- What you are asked to do:
Both the line with "let m = rotate_y(identity(), 0.6);" and the line with "for i in 0..9" in the records below must appear in the output, along with every line between them, exactly and with nothing added.

- Data to process:
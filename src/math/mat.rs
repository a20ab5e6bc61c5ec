//! Column-major 4x4 matrix operations
//!
//! Construction helpers follow the OpenGL clip-space conventions the
//! projection shaders expect (z in [-1, 1] before the viewport transform).
//! `invert` and `normal_from_mat4` return `None` for singular input so a
//! degenerate frame skips the dependent transform instead of producing NaNs.

use super::{Mat3, Mat4, Vec3};
use crate::math::vec::{cross, dot, normalize, sub};

/// Determinants below this magnitude are treated as singular.
const DET_EPSILON: f32 = 1e-12;

/// The identity matrix
#[inline]
pub fn identity() -> Mat4 {
    [
        1.0, 0.0, 0.0, 0.0, //
        0.0, 1.0, 0.0, 0.0, //
        0.0, 0.0, 1.0, 0.0, //
        0.0, 0.0, 0.0, 1.0,
    ]
}

/// Multiply two matrices (a x b, column-major)
pub fn multiply(a: Mat4, b: Mat4) -> Mat4 {
    let mut out = [0.0f32; 16];
    for col in 0..4 {
        for row in 0..4 {
            out[col * 4 + row] = (0..4).map(|k| a[k * 4 + row] * b[col * 4 + k]).sum();
        }
    }
    out
}

/// Translate a matrix by the given vector
pub fn translate(m: Mat4, v: Vec3) -> Mat4 {
    let mut out = m;
    out[12] = m[0] * v[0] + m[4] * v[1] + m[8] * v[2] + m[12];
    out[13] = m[1] * v[0] + m[5] * v[1] + m[9] * v[2] + m[13];
    out[14] = m[2] * v[0] + m[6] * v[1] + m[10] * v[2] + m[14];
    out[15] = m[3] * v[0] + m[7] * v[1] + m[11] * v[2] + m[15];
    out
}

/// Scale a matrix by the given per-axis factors
pub fn scale(m: Mat4, v: Vec3) -> Mat4 {
    let mut out = m;
    for i in 0..4 {
        out[i] = m[i] * v[0];
        out[4 + i] = m[4 + i] * v[1];
        out[8 + i] = m[8 + i] * v[2];
    }
    out
}

/// Rotate a matrix around the X axis by `rad` radians
pub fn rotate_x(m: Mat4, rad: f32) -> Mat4 {
    let s = rad.sin();
    let c = rad.cos();
    let mut out = m;
    for i in 0..4 {
        out[4 + i] = m[4 + i] * c + m[8 + i] * s;
        out[8 + i] = m[8 + i] * c - m[4 + i] * s;
    }
    out
}

/// Rotate a matrix around the Y axis by `rad` radians
pub fn rotate_y(m: Mat4, rad: f32) -> Mat4 {
    let s = rad.sin();
    let c = rad.cos();
    let mut out = m;
    for i in 0..4 {
        out[i] = m[i] * c - m[8 + i] * s;
        out[8 + i] = m[i] * s + m[8 + i] * c;
    }
    out
}

/// Perspective projection (fov in radians, OpenGL clip space)
pub fn perspective(fov: f32, aspect: f32, near: f32, far: f32) -> Mat4 {
    let f = 1.0 / (fov / 2.0).tan();
    let nf = 1.0 / (near - far);

    [
        f / aspect,
        0.0,
        0.0,
        0.0,
        0.0,
        f,
        0.0,
        0.0,
        0.0,
        0.0,
        (far + near) * nf,
        -1.0,
        0.0,
        0.0,
        2.0 * far * near * nf,
        0.0,
    ]
}

/// Orthographic projection over the given box
pub fn ortho(left: f32, right: f32, bottom: f32, top: f32, near: f32, far: f32) -> Mat4 {
    let lr = 1.0 / (left - right);
    let bt = 1.0 / (bottom - top);
    let nf = 1.0 / (near - far);

    [
        -2.0 * lr,
        0.0,
        0.0,
        0.0,
        0.0,
        -2.0 * bt,
        0.0,
        0.0,
        0.0,
        0.0,
        2.0 * nf,
        0.0,
        (left + right) * lr,
        (top + bottom) * bt,
        (far + near) * nf,
        1.0,
    ]
}

/// Look-at view matrix
pub fn look_at(eye: Vec3, target: Vec3, up: Vec3) -> Mat4 {
    let f = normalize(sub(target, eye));
    let s = normalize(cross(f, up));
    let u = cross(s, f);

    [
        s[0],
        u[0],
        -f[0],
        0.0,
        s[1],
        u[1],
        -f[1],
        0.0,
        s[2],
        u[2],
        -f[2],
        0.0,
        -dot(s, eye),
        -dot(u, eye),
        dot(f, eye),
        1.0,
    ]
}

/// Invert a matrix, or `None` when it is singular
pub fn invert(m: Mat4) -> Option<Mat4> {
    let (a00, a01, a02, a03) = (m[0], m[1], m[2], m[3]);
    let (a10, a11, a12, a13) = (m[4], m[5], m[6], m[7]);
    let (a20, a21, a22, a23) = (m[8], m[9], m[10], m[11]);
    let (a30, a31, a32, a33) = (m[12], m[13], m[14], m[15]);

    let b00 = a00 * a11 - a01 * a10;
    let b01 = a00 * a12 - a02 * a10;
    let b02 = a00 * a13 - a03 * a10;
    let b03 = a01 * a12 - a02 * a11;
    let b04 = a01 * a13 - a03 * a11;
    let b05 = a02 * a13 - a03 * a12;
    let b06 = a20 * a31 - a21 * a30;
    let b07 = a20 * a32 - a22 * a30;
    let b08 = a20 * a33 - a23 * a30;
    let b09 = a21 * a32 - a22 * a31;
    let b10 = a21 * a33 - a23 * a31;
    let b11 = a22 * a33 - a23 * a32;

    let det = b00 * b11 - b01 * b10 + b02 * b09 + b03 * b08 - b04 * b07 + b05 * b06;
    if det.abs() < DET_EPSILON {
        return None;
    }
    let det = 1.0 / det;

    Some([
        (a11 * b11 - a12 * b10 + a13 * b09) * det,
        (a02 * b10 - a01 * b11 - a03 * b09) * det,
        (a31 * b05 - a32 * b04 + a33 * b03) * det,
        (a22 * b04 - a21 * b05 - a23 * b03) * det,
        (a12 * b08 - a10 * b11 - a13 * b07) * det,
        (a00 * b11 - a02 * b08 + a03 * b07) * det,
        (a32 * b02 - a30 * b05 - a33 * b01) * det,
        (a20 * b05 - a22 * b02 + a23 * b01) * det,
        (a10 * b10 - a11 * b08 + a13 * b06) * det,
        (a01 * b08 - a00 * b10 - a03 * b06) * det,
        (a30 * b04 - a31 * b02 + a33 * b00) * det,
        (a21 * b02 - a20 * b04 - a23 * b00) * det,
        (a11 * b07 - a10 * b09 - a12 * b06) * det,
        (a00 * b09 - a01 * b07 + a02 * b06) * det,
        (a31 * b01 - a30 * b03 - a32 * b00) * det,
        (a20 * b03 - a21 * b01 + a22 * b00) * det,
    ])
}

/// Normal matrix: inverse-transpose of the upper-left 3x3
pub fn normal_from_mat4(m: Mat4) -> Option<Mat3> {
    let (a00, a01, a02) = (m[0], m[1], m[2]);
    let (a10, a11, a12) = (m[4], m[5], m[6]);
    let (a20, a21, a22) = (m[8], m[9], m[10]);

    let b01 = a22 * a11 - a12 * a21;
    let b11 = -a22 * a10 + a12 * a20;
    let b21 = a21 * a10 - a11 * a20;

    let det = a00 * b01 + a01 * b11 + a02 * b21;
    if det.abs() < DET_EPSILON {
        return None;
    }
    let det = 1.0 / det;

    Some([
        b01 * det,
        b11 * det,
        b21 * det,
        (-a22 * a01 + a02 * a21) * det,
        (a22 * a00 - a02 * a20) * det,
        (-a21 * a00 + a01 * a20) * det,
        (a12 * a01 - a02 * a11) * det,
        (-a12 * a00 + a02 * a10) * det,
        (a11 * a00 - a01 * a10) * det,
    ])
}

#[cfg(test)]
mod tests {
    use super::*;

    fn assert_mat_eq(a: Mat4, b: Mat4, tol: f32) {
        for i in 0..16 {
            assert!(
                (a[i] - b[i]).abs() < tol,
                "element {} differs: {} vs {}",
                i,
                a[i],
                b[i]
            );
        }
    }

    #[test]
    fn multiply_by_identity_is_noop() {
        let m = translate(rotate_y(identity(), 0.7), [3.0, -1.0, 2.0]);
        assert_mat_eq(multiply(m, identity()), m, 1e-6);
        assert_mat_eq(multiply(identity(), m), m, 1e-6);
    }

    #[test]
    fn invert_times_original_is_identity() {
        let m = translate(
            rotate_x(rotate_y(scale(identity(), [2.0, 3.0, 0.5]), 0.8), -0.3),
            [10.0, -4.0, 7.0],
        );
        let inv = invert(m).unwrap();
        assert_mat_eq(multiply(inv, m), identity(), 1e-5);
    }

    #[test]
    fn invert_of_view_projection_round_trips() {
        let proj = perspective(std::f32::consts::FRAC_PI_4, 4.0 / 3.0, 0.1, 100.0);
        let view = look_at([5.0, 5.0, 5.0], [0.0, 0.0, 0.0], [0.0, 1.0, 0.0]);
        let pv = multiply(proj, view);
        let inv = invert(pv).unwrap();
        assert_mat_eq(multiply(inv, pv), identity(), 1e-4);
    }

    #[test]
    fn invert_singular_returns_none() {
        assert!(invert([0.0; 16]).is_none());

        // Rank-deficient: Z column zeroed.
        let mut flat = identity();
        flat[10] = 0.0;
        assert!(invert(flat).is_none());
    }

    #[test]
    fn rotate_y_quarter_turn_moves_x_to_z() {
        let m = rotate_y(identity(), std::f32::consts::FRAC_PI_2);
        let p = crate::math::vec::transform_mat4([1.0, 0.0, 0.0], m);
        assert!(p[0].abs() < 1e-6);
        assert!((p[2] - -1.0).abs() < 1e-6);
    }

    #[test]
    fn look_at_puts_target_on_negative_z() {
        let view = look_at([0.0, 0.0, 10.0], [0.0, 0.0, 0.0], [0.0, 1.0, 0.0]);
        let p = crate::math::vec::transform_mat4([0.0, 0.0, 0.0], view);
        assert!(p[0].abs() < 1e-6);
        assert!(p[1].abs() < 1e-6);
        assert!((p[2] - -10.0).abs() < 1e-5);
    }

    #[test]
    fn perspective_maps_near_plane_to_front() {
        let proj = perspective(std::f32::consts::FRAC_PI_2, 1.0, 1.0, 100.0);
        // A point on the near plane straight ahead lands at z = -1 in NDC.
        let p = crate::math::vec::transform_mat4([0.0, 0.0, -1.0], proj);
        assert!((p[2] - -1.0).abs() < 1e-5);
    }

    #[test]
    fn ortho_centers_the_box() {
        let proj = ortho(-10.0, 10.0, -5.0, 5.0, 0.1, 100.0);
        let p = crate::math::vec::transform_mat4([10.0, 5.0, -0.1], proj);
        assert!((p[0] - 1.0).abs() < 1e-5);
        assert!((p[1] - 1.0).abs() < 1e-5);
    }

    #[test]
    fn normal_matrix_of_rotation_matches_rotation() {
        let m = rotate_y(identity(), 0.6);
        let n = normal_from_mat4(m).unwrap();
        // For a pure rotation the normal matrix equals the upper-left 3x3.
        let expected = [m[0], m[1], m[2], m[4], m[5], m[6], m[8], m[9], m[10]];
        for i in 0..9 {
            assert!((n[i] - expected[i]).abs() < 1e-6);
        }
    }

    #[test]
    fn normal_matrix_undoes_nonuniform_scale() {
        let m = scale(identity(), [2.0, 1.0, 1.0]);
        let n = normal_from_mat4(m).unwrap();
        // Normal along X must shrink by the inverse scale.
        assert!((n[0] - 0.5).abs() < 1e-6);
        assert!((n[4] - 1.0).abs() < 1e-6);
    }

    #[test]
    fn normal_matrix_singular_returns_none() {
        let m = scale(identity(), [0.0, 1.0, 1.0]);
        assert!(normal_from_mat4(m).is_none());
    }
}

- Result:
        let m = rotate_y(identity(), 0.6);
        let n = normal_from_mat4(m).unwrap();
        // For a pure rotation the normal matrix equals the upper-left 3x3.
        let expected = [m[0], m[1], m[2], m[4], m[5], m[6], m[8], m[9], m[10]];
        for i in 0..9 {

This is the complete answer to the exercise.